How Should We Remember 9/11?

Beth Kwiatek & Henry-Louis Taylor September 11, 2023

How should we remember 9/11?

     It is a day for remembering and honoring. It is a day for learning lessons from the past. It was a tragedy. Most of us know the death count: over 3,000 in NYC, 125 in the Pentagon, and 265 in Shanksville, PA. A tragedy of terrorism unlike any other in the history of the continental United States.

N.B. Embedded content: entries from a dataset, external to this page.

// SPDX-License-Identifier: Apache-2.0 OR MIT
// Copyright (c) 2025-2026 naskel.com

//! LabRAD timestamps.
//!
//! Seconds count from 1904-01-01T00:00:00Z; the sub-second part is a
//! 64-bit binary fraction (units of 2^-64 s).

use std::time::{Duration, SystemTime, UNIX_EPOCH};

/// Seconds between 1904-01-01 and 1970-01-01.
pub const LABRAD_EPOCH_OFFSET: i64 = 2_082_844_800;

const NANOS_PER_SEC: u128 = 1_000_000_000;

/// Wire representation of a point in time.
#[derive(Debug, Clone, Copy, PartialEq, Eq, Hash, PartialOrd, Ord, Default)]
#[cfg_attr(feature = "serde", derive(serde::Serialize, serde::Deserialize))]
pub struct Timestamp {
    /// Whole seconds since the LabRAD epoch.
    pub seconds: i64,
    /// Fraction of a second, in units of 2^-64 s.
    pub fraction: u64,
}

impl Timestamp {
    pub const fn new(seconds: i64, fraction: u64) -> Self {
        Self { seconds, fraction }
    }

    /// Current wall-clock time.
    pub fn now() -> Self {
        Self::from_system_time(SystemTime::now())
    }

    pub fn from_system_time(time: SystemTime) -> Self {
        match time.duration_since(UNIX_EPOCH) {
            Ok(after) => Self {
                seconds: LABRAD_EPOCH_OFFSET.saturating_add_unsigned(after.as_secs()),
                fraction: nanos_to_fraction(after.subsec_nanos()),
            },
            Err(err) => {
                let before = err.duration();
                let nanos = before.subsec_nanos();
                let mut seconds = LABRAD_EPOCH_OFFSET.saturating_sub_unsigned(before.as_secs());
                let mut fraction = 0;
                if nanos > 0 {
                    seconds = seconds.saturating_sub(1);
                    fraction = nanos_to_fraction(1_000_000_000 - nanos);
                }
                Self { seconds, fraction }
            }
        }
    }

    /// Converts back to `SystemTime`, `None` if the platform cannot
    /// represent the instant.
    pub fn to_system_time(&self) -> Option<SystemTime> {
        let unix_seconds = self.seconds.checked_sub(LABRAD_EPOCH_OFFSET)?;
        let sub = Duration::from_nanos(u64::from(fraction_to_nanos(self.fraction)));
        let whole = Duration::from_secs(unix_seconds.unsigned_abs());
        let base = if unix_seconds >= 0 {
            UNIX_EPOCH.checked_add(whole)?
        } else {
            UNIX_EPOCH.checked_sub(whole)?
        };
        base.checked_add(sub)
    }
}

impl From<SystemTime> for Timestamp {
    fn from(time: SystemTime) -> Self {
        Self::from_system_time(time)
    }
}

fn nanos_to_fraction(nanos: u32) -> u64 {
    ((u128::from(nanos) << 64) / NANOS_PER_SEC) as u64
}

fn fraction_to_nanos(fraction: u64) -> u32 {
    // Round to nearest so that nanos -> fraction -> nanos is lossless.
    ((u128::from(fraction) * NANOS_PER_SEC + (1u128 << 63)) >> 64) as u32
}
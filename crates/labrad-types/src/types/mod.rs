// SPDX-License-Identifier: Apache-2.0 OR MIT
// Copyright (c) 2025-2026 naskel.com

//! Wire type descriptors.
//!
//! # Features
//!
//! - **Code**: variant discriminant and signature character
//! - **Type**: closed descriptor enum, simple and composite variants
//! - **Tags**: canonical text form via `Display`, parsed back by [`parse_tag`]
//!
//! Simple descriptors are process-wide `static`s. Accessors such as
//! [`Type::int`] hand out references to them, so two lookups of the same
//! variant yield the same address.
//!
//! # Example
//!
//! ```rust
//! use labrad_types::{parse_tag, Type};
//!
//! let int = Type::int();
//! assert!(std::ptr::eq(int, Type::int()));
//! assert_eq!(int.data_width(), Ok(4));
//!
//! let tag = parse_tag("*(s, v[Hz])").unwrap();
//! assert_eq!(tag.to_string(), "*(sv[Hz])");
//! assert!(!tag.is_fixed_width());
//! ```

mod code;
mod descriptor;
mod parse;

pub use code::Code;
pub use descriptor::{Members, Type, Units};
pub use parse::{parse_tag, MAX_NESTING};

pub static ANY: Type = Type::Any;
pub static EMPTY: Type = Type::Empty;
pub static BOOL: Type = Type::Bool;
pub static INT: Type = Type::Int;
pub static WORD: Type = Type::Word;
pub static STR: Type = Type::Str;
pub static TIME: Type = Type::Time;
pub static VALUE: Type = Type::Value(None);
pub static COMPLEX: Type = Type::Complex(None);
// SPDX-License-Identifier: Apache-2.0 OR MIT
// Copyright (c) 2025-2026 naskel.com

//! Stored payload values.

use crate::data::{Data, Timestamp};

/// Complex number as carried by `c` values.
#[derive(Debug, Clone, Copy, PartialEq, Default)]
#[cfg_attr(feature = "serde", derive(serde::Serialize, serde::Deserialize))]
pub struct Complex {
    pub re: f64,
    pub im: f64,
}

impl Complex {
    pub const fn new(re: f64, im: f64) -> Self {
        Self { re, im }
    }
}

/// Storage behind a [`Data`] payload.
#[derive(Debug, Clone, PartialEq)]
pub enum DataValue {
    Empty,
    Bool(bool),
    Int(i32),
    Word(u32),
    Str(Vec<u8>),
    Time(Timestamp),
    Value(f64),
    Complex(Complex),
    Cluster(Vec<Data>),
    /// Row-major items with one extent per dimension.
    List {
        shape: Vec<usize>,
        items: Vec<Data>,
    },
    Error {
        code: i32,
        message: String,
        payload: Option<Box<Data>>,
    },
}

impl DataValue {
    pub fn as_bool(&self) -> Option<bool> {
        match self {
            Self::Bool(v) => Some(*v),
            _ => None,
        }
    }

    pub fn as_int(&self) -> Option<i32> {
        match self {
            Self::Int(v) => Some(*v),
            _ => None,
        }
    }

    pub fn as_word(&self) -> Option<u32> {
        match self {
            Self::Word(v) => Some(*v),
            _ => None,
        }
    }

    pub fn as_bytes(&self) -> Option<&[u8]> {
        match self {
            Self::Str(v) => Some(v),
            _ => None,
        }
    }

    /// String contents, `None` if not a string or not valid UTF-8.
    pub fn as_str(&self) -> Option<&str> {
        self.as_bytes()
            .and_then(|bytes| std::str::from_utf8(bytes).ok())
    }

    pub fn as_time(&self) -> Option<Timestamp> {
        match self {
            Self::Time(v) => Some(*v),
            _ => None,
        }
    }

    pub fn as_value(&self) -> Option<f64> {
        match self {
            Self::Value(v) => Some(*v),
            _ => None,
        }
    }

    pub fn as_complex(&self) -> Option<Complex> {
        match self {
            Self::Complex(v) => Some(*v),
            _ => None,
        }
    }

    pub fn as_cluster(&self) -> Option<&[Data]> {
        match self {
            Self::Cluster(members) => Some(members),
            _ => None,
        }
    }

    /// Items of a list, flattened row-major.
    pub fn as_list(&self) -> Option<&[Data]> {
        match self {
            Self::List { items, .. } => Some(items),
            _ => None,
        }
    }

    pub fn shape(&self) -> Option<&[usize]> {
        match self {
            Self::List { shape, .. } => Some(shape),
            _ => None,
        }
    }
}
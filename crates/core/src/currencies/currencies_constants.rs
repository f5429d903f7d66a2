//! Constants for currency administration.

/// Length of an alphabetic ISO 4217 currency code.
pub const ISO_CODE_LENGTH: usize = 3;

/// Lowest assignable numeric ISO 4217 code.
pub const NUMERIC_ISO_CODE_MIN: u16 = 1;

/// Highest assignable numeric ISO 4217 code.
pub const NUMERIC_ISO_CODE_MAX: u16 = 999;

/// Decimal precision applied when the reference catalog provides none.
pub const DEFAULT_DECIMAL_DIGITS: u8 = 2;

/// Locale used when none is configured.
pub const DEFAULT_LOCALE: &str = "en";
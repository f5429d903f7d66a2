//! Database connection management and migrations.

use std::fs;
use std::path::Path;
use std::sync::Arc;

use diesel::r2d2::{self, ConnectionManager, Pool, PooledConnection};
use diesel::sqlite::SqliteConnection;
use diesel_migrations::{embed_migrations, EmbeddedMigrations, MigrationHarness};
use log::{error, info};

use shopadmin_core::errors::{DatabaseError, Error, Result};

const MIGRATIONS: EmbeddedMigrations = embed_migrations!();

pub type DbPool = Pool<ConnectionManager<SqliteConnection>>;
pub type DbConnection = PooledConnection<ConnectionManager<SqliteConnection>>;

/// Ensures the database directory exists and returns the database file path.
pub fn init(app_data_dir: &str) -> Result<String> {
    let db_path = get_db_path(app_data_dir);

    if let Some(db_dir) = Path::new(&db_path).parent() {
        if !db_dir.exists() {
            fs::create_dir_all(db_dir)
                .map_err(|e| Error::Database(DatabaseError::ConnectionFailed(e.to_string())))?;
        }
    }

    Ok(db_path)
}

/// Resolves the database file path, honoring a `DATABASE_URL` override.
pub fn get_db_path(app_data_dir: &str) -> String {
    std::env::var("DATABASE_URL").unwrap_or_else(|_| {
        Path::new(app_data_dir)
            .join("shopadmin.db")
            .to_string_lossy()
            .to_string()
    })
}

/// Creates the r2d2 connection pool.
pub fn create_pool(db_path: &str) -> Result<Arc<DbPool>> {
    let manager = ConnectionManager::<SqliteConnection>::new(db_path);
    let pool = Pool::builder()
        .max_size(8)
        .min_idle(Some(1)) // Keep at least one connection ready
        .connection_timeout(std::time::Duration::from_secs(30))
        .connection_customizer(Box::new(ConnectionCustomizer {}))
        .build(manager)
        .map_err(|e| Error::Database(DatabaseError::PoolCreationFailed(e.to_string())))?;
    Ok(Arc::new(pool))
}

/// Checks out a connection from the pool.
pub fn get_connection(pool: &DbPool) -> Result<DbConnection> {
    pool.get()
        .map_err(|e| Error::Database(DatabaseError::ConnectionFailed(e.to_string())))
}

/// Applies any pending embedded migrations.
pub fn run_migrations(pool: &DbPool) -> Result<()> {
    info!("Running database migrations");
    let mut connection = get_connection(pool)?;

    let applied = connection.run_pending_migrations(MIGRATIONS).map_err(|e| {
        error!("Database migration failed: {}", e);
        Error::Database(DatabaseError::MigrationFailed(e.to_string()))
    })?;

    if applied.is_empty() {
        info!("No pending migrations to apply.");
    } else {
        for migration_version in &applied {
            info!("Applied migration {}", migration_version);
        }
    }

    Ok(())
}

#[derive(Debug)]
struct ConnectionCustomizer;

impl r2d2::CustomizeConnection<SqliteConnection, diesel::r2d2::Error> for ConnectionCustomizer {
    fn on_acquire(
        &self,
        conn: &mut SqliteConnection,
    ) -> std::result::Result<(), diesel::r2d2::Error> {
        use diesel::RunQueryDsl;

        diesel::sql_query(
            "\n            PRAGMA foreign_keys = ON;\n            PRAGMA busy_timeout = 30000;\n            PRAGMA synchronous = NORMAL;\n        ",
        )
        .execute(conn)
        .map_err(diesel::r2d2::Error::QueryError)?;

        Ok(())
    }
}
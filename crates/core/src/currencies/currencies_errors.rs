//! Conflict errors raised while validating a new currency.

use thiserror::Error;

/// Errors produced by currency creation validation.
///
/// All variants are caller-recoverable: the admin surface maps them to
/// form-level feedback rather than aborting.
#[derive(Error, Debug)]
pub enum CurrencyError {
    /// A currency with this alphabetic ISO code is already persisted.
    #[error("A currency with ISO code '{0}' already exists")]
    IsoCodeExists(String),

    /// A currency with this numeric ISO code is already persisted.
    #[error("A currency with numeric ISO code {0} already exists")]
    NumericCodeExists(u16),

    /// The supplied ISO code / numeric code pair matches no reference entry.
    #[error("ISO code '{iso_code}' and numeric ISO code {numeric_iso_code} do not match any reference currency")]
    MismatchingIsoCodes {
        iso_code: String,
        numeric_iso_code: u16,
    },

    /// The ISO code of an official currency is unknown to the reference catalog.
    #[error("ISO code '{0}' was not found in the reference catalog")]
    InvalidIsoCode(String),

    /// Every numeric code in the assignable range is taken.
    #[error("No unused numeric ISO code remains in the assignable range")]
    NoCandidateNumericCode,
}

     Yet, we cannot forget that we turned our tragedy into a travesty. A global travesty.  We engaged in a needless war in Iran looking for weapons of mass destruction that did not exist.  We engaged in a twenty-year war with the Taliban in Afghanistan that left over 166,000 dead (of which 47, 245 were Afghan civilians) and left the Taliban in rule. 

     The Middle East and her Muslim citizens were deemed Public Enemy #1, fanatical and anti-modern. Our nation became a surveillance state via the passage of laws that allowed for warrantless wiretapping, mail cover, information extraction from private computers and data mining from social media networks. Lastly, anti-Muslim, anti-Asian, and anti-Black hate crimes committed by White Americans increased exponentially under the patriotic guise of White Nationalism.

     Lastly, we reduced anti-Americanism in the Third World to the simple and simplistic notion of jealousy. Or as President Biden stated commemorating 9/11 at a military base in Anchorage, Alaska; “That’s why the terrorists targeted us in the first place — our freedom, our openness, our institutions.”

So, how should we remember 9/11?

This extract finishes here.